** GIVEN ENTRIES **
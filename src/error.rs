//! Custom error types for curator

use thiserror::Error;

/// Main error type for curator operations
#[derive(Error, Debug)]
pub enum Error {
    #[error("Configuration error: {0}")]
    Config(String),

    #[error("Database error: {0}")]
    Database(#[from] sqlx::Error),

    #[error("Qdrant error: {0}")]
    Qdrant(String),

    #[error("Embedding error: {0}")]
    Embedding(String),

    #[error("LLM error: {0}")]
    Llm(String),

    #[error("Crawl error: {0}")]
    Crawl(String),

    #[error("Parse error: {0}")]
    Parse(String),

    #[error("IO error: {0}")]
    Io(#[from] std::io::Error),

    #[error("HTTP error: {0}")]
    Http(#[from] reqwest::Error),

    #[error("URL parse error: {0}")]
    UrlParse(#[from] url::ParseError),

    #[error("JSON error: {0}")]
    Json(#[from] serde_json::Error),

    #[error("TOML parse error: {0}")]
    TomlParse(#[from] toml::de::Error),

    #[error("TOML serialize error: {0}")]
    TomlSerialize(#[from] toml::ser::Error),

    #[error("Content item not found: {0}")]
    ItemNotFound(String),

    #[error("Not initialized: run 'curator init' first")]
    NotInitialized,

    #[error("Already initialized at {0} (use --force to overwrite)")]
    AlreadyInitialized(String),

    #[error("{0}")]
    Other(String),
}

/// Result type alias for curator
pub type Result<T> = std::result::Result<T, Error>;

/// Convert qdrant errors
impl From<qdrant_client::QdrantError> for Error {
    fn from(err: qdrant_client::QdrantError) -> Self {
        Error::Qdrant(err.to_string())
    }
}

** WHAT YOU NEED TO DO **
Copy out the line holding "alias for curator". Then copy every later line of the data, unchanged, through the last one.

** THE ANSWER **
/// Result type alias for curator
pub type Result<T> = std::result::Result<T, Error>;

/// Convert qdrant errors
impl From<qdrant_client::QdrantError> for Error {
    fn from(err: qdrant_client::QdrantError) -> Self {
        Error::Qdrant(err.to_string())
    }
}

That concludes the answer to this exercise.